An image semantic segmentation apparatus oriented to a complex environment, the apparatus comprising:
the extraction unit is used for modifying the VGG16 convolutional neural network to generate a basic network, extracting the preliminary characteristics of the training image through the basic network, and dividing a convolutional layer in the VGG16 convolutional neural network into 5 stages;
the high-level semantic feature unit is used for processing the preliminary features obtained by the first 4-stage convolution layers in the basic network by using the hidden layer convolution feature module to generate high-level semantic features;
the fine-granularity low-layer characteristic unit is used for processing the preliminary characteristics obtained by the last layer convolution in the basic network through the cavity convolution of the pyramid structure to obtain fine-granularity low-layer characteristics;
the high-resolution feature map unit is used for fusing the high-level semantic features and the fine-granularity low-level features to generate a high-resolution feature map;
the semantic segmentation network unit is used for setting network training parameters, aiming at the cross entropy loss function, and carrying out network training through back propagation so as to establish a semantic segmentation network;
the semantic segmentation result unit is used for inputting the test image into the semantic segmentation network and generating a semantic segmentation result of the test image.
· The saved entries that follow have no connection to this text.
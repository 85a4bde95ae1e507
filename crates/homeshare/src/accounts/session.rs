use std::collections::HashMap;
use std::sync::atomic::{AtomicU64, Ordering};
use std::sync::{Arc, Mutex};

use chrono::{DateTime, Duration, Utc};
use serde::Serialize;

use super::directory::{DirectoryError, UserDirectory};
use super::domain::User;

/// Session provider backed by the user directory.
///
/// Credentials are demo-grade: a login succeeds for any known email with a
/// non-empty password, mirroring the mock gateway this service fronts. Tokens
/// are opaque and unsigned.
pub struct SessionService<D> {
    users: Arc<D>,
    sessions: Mutex<HashMap<String, SessionRecord>>,
    ttl: Duration,
}

#[derive(Debug, Clone)]
struct SessionRecord {
    user_id: super::domain::UserId,
    expires_at: DateTime<Utc>,
}

/// Token and account snapshot returned from a successful login.
#[derive(Debug, Clone, Serialize)]
pub struct SessionGrant {
    pub token: String,
    pub user: User,
}

static SESSION_SEQUENCE: AtomicU64 = AtomicU64::new(1);

fn next_session_token(issued_at: DateTime<Utc>) -> String {
    let sequence = SESSION_SEQUENCE.fetch_add(1, Ordering::Relaxed);
    format!(
        "hs-{sequence:06}-{:x}",
        issued_at.timestamp_nanos_opt().unwrap_or_default()
    )
}

impl<D> SessionService<D>
where
    D: UserDirectory + 'static,
{
    pub fn new(users: Arc<D>, ttl_minutes: i64) -> Self {
        Self {
            users,
            sessions: Mutex::new(HashMap::new()),
            ttl: Duration::minutes(ttl_minutes),
        }
    }

    /// Authenticate an email/password pair and issue a fresh session token.
    pub fn login(&self, email: &str, password: &str) -> Result<SessionGrant, SessionError> {
        if password.trim().is_empty() {
            return Err(SessionError::InvalidCredentials);
        }

        let user = self
            .users
            .fetch_by_email(email.trim())?
            .ok_or(SessionError::InvalidCredentials)?;

        let now = Utc::now();
        let token = next_session_token(now);
        let record = SessionRecord {
            user_id: user.id.clone(),
            expires_at: now + self.ttl,
        };

        let mut guard = self.sessions.lock().expect("session mutex poisoned");
        guard.insert(token.clone(), record);

        Ok(SessionGrant { token, user })
    }

    /// Resolve a token to the current account snapshot.
    ///
    /// Expired tokens are evicted on first sight so the session table does not
    /// accumulate stale entries.
    pub fn current_user(&self, token: &str) -> Result<User, SessionError> {
        let record = {
            let mut guard = self.sessions.lock().expect("session mutex poisoned");
            match guard.get(token).cloned() {
                Some(record) if record.expires_at <= Utc::now() => {
                    guard.remove(token);
                    return Err(SessionError::Expired);
                }
                Some(record) => record,
                None => return Err(SessionError::UnknownToken),
            }
        };

        match self.users.fetch(&record.user_id)? {
            Some(user) => Ok(user),
            None => {
                let mut guard = self.sessions.lock().expect("session mutex poisoned");
                guard.remove(token);
                Err(SessionError::UnknownToken)
            }
        }
    }

    /// Drop a session. Unknown tokens are ignored so logout stays idempotent.
    pub fn logout(&self, token: &str) {
        let mut guard = self.sessions.lock().expect("session mutex poisoned");
        guard.remove(token);
    }

    pub fn active_sessions(&self) -> usize {
        let guard = self.sessions.lock().expect("session mutex poisoned");
        guard.len()
    }
}

#[derive(Debug, thiserror::Error)]
pub enum SessionError {
    #[error("email or password is incorrect")]
    InvalidCredentials,
    #[error("session token is not recognized")]
    UnknownToken,
    #[error("session has expired, log in again")]
    Expired,
    #[error(transparent)]
    Directory(#[from] DirectoryError),
}

#[cfg(test)]
mod tests {
    use super::*;
    use crate::accounts::domain::{UserId, UserRole};
    use std::collections::HashMap as StdHashMap;

    #[derive(Default)]
    struct MemoryDirectory {
        records: Mutex<StdHashMap<String, User>>,
    }

    impl MemoryDirectory {
        fn with_user(user: User) -> Arc<Self> {
            let directory = Self::default();
            directory
                .records
                .lock()
                .expect("directory mutex poisoned")
                .insert(user.id.0.clone(), user);
            Arc::new(directory)
        }
    }

    impl UserDirectory for MemoryDirectory {
        fn insert(&self, user: User) -> Result<User, DirectoryError> {
            let mut guard = self.records.lock().expect("directory mutex poisoned");
            if guard.contains_key(&user.id.0) {
                return Err(DirectoryError::Conflict);
            }
            guard.insert(user.id.0.clone(), user.clone());
            Ok(user)
        }

        fn update(&self, user: User) -> Result<(), DirectoryError> {
            let mut guard = self.records.lock().expect("directory mutex poisoned");
            if guard.contains_key(&user.id.0) {
                guard.insert(user.id.0.clone(), user);
                Ok(())
            } else {
                Err(DirectoryError::NotFound)
            }
        }

        fn fetch(&self, id: &UserId) -> Result<Option<User>, DirectoryError> {
            let guard = self.records.lock().expect("directory mutex poisoned");
            Ok(guard.get(&id.0).cloned())
        }

        fn fetch_by_email(&self, email: &str) -> Result<Option<User>, DirectoryError> {
            let guard = self.records.lock().expect("directory mutex poisoned");
            Ok(guard
                .values()
                .find(|user| user.email.eq_ignore_ascii_case(email))
                .cloned())
        }

        fn all(&self) -> Result<Vec<User>, DirectoryError> {
            let guard = self.records.lock().expect("directory mutex poisoned");
            Ok(guard.values().cloned().collect())
        }
    }

    fn member() -> User {
        User {
            id: UserId("user-000001".to_string()),
            name: "Nguyễn Văn An".to_string(),
            email: "an@student.edu.vn".to_string(),
            role: UserRole::User,
            remaining_credits: 5,
            current_package: None,
        }
    }

    #[test]
    fn login_issues_token_for_known_email() {
        let sessions = SessionService::new(MemoryDirectory::with_user(member()), 120);

        let grant = sessions
            .login("an@student.edu.vn", "any-password")
            .expect("known email logs in");

        assert_eq!(grant.user.email, "an@student.edu.vn");
        let resolved = sessions
            .current_user(&grant.token)
            .expect("token resolves while fresh");
        assert_eq!(resolved.id, grant.user.id);
    }

    #[test]
    fn login_rejects_unknown_email_and_blank_password() {
        let sessions = SessionService::new(MemoryDirectory::with_user(member()), 120);

        assert!(matches!(
            sessions.login("nobody@example.com", "secret"),
            Err(SessionError::InvalidCredentials)
        ));
        assert!(matches!(
            sessions.login("an@student.edu.vn", "   "),
            Err(SessionError::InvalidCredentials)
        ));
    }

    #[test]
    fn expired_sessions_are_evicted() {
        let sessions = SessionService::new(MemoryDirectory::with_user(member()), 0);

        let grant = sessions.login("an@student.edu.vn", "pw").expect("logs in");
        assert!(matches!(
            sessions.current_user(&grant.token),
            Err(SessionError::Expired)
        ));
        // second lookup sees the token already gone
        assert!(matches!(
            sessions.current_user(&grant.token),
            Err(SessionError::UnknownToken)
        ));
    }

    #[test]
    fn logout_is_idempotent() {
        let sessions = SessionService::new(MemoryDirectory::with_user(member()), 120);

        let grant = sessions.login("an@student.edu.vn", "pw").expect("logs in");
        sessions.logout(&grant.token);
        sessions.logout(&grant.token);

        assert!(matches!(
            sessions.current_user(&grant.token),
            Err(SessionError::UnknownToken)
        ));
        assert_eq!(sessions.active_sessions(), 0);
    }
}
The beneficial effects of the invention are as follows: the invention discloses an image semantic segmentation method and device facing a complex environment, which comprises the steps of firstly modifying a VGG16 convolutional neural network to generate a basic network, and extracting preliminary features of a training image through the basic network; further, a hidden layer convolution feature module is used for processing the preliminary features obtained by the 4-stage convolution layer before VGG16 to generate high-level semantic features; the preliminary features obtained by the convolution of the final layer of VGG16 are processed through the cavity convolution of the pyramid structure, and fine-granularity low-layer features are obtained; then fusing the high-level semantic features and the fine-granularity low-level features to generate a high-resolution feature map; setting network training parameters, taking a cross entropy loss function as a target, and carrying out network training through back propagation so as to establish a semantic segmentation network; finally, inputting the test image into the semantic segmentation network to generate a semantic segmentation result of the test image, wherein the invention can solve the defect of fuzzy segmentation boundary in the complex environment of the existing method, can generate a high-resolution predictive image and improve the performance of the image semantic segmentation method in the complex environment.
Drawings
In order to more clearly illustrate the embodiments of the present invention or the technical solutions of the prior art, the drawings that are needed in the embodiments will be briefly described below, it being obvious that the drawings in the following description are only some embodiments of the present invention, and that other drawings may be obtained according to these drawings without inventive effort for a person skilled in the art.
FIG. 1 is a schematic flow chart of an image semantic segmentation method facing a complex environment according to an embodiment of the invention;
fig. 2 is a schematic structural diagram of an image semantic segmentation device facing a complex environment according to an embodiment of the present invention.
Detailed Description
The following description of the embodiments of the present invention will be made clearly and completely with reference to the accompanying drawings, in which it is apparent that the embodiments described are only some embodiments of the present invention, but not all embodiments. All other embodiments, which can be made by those skilled in the art based on the embodiments of the invention without making any inventive effort, are intended to be within the scope of the invention.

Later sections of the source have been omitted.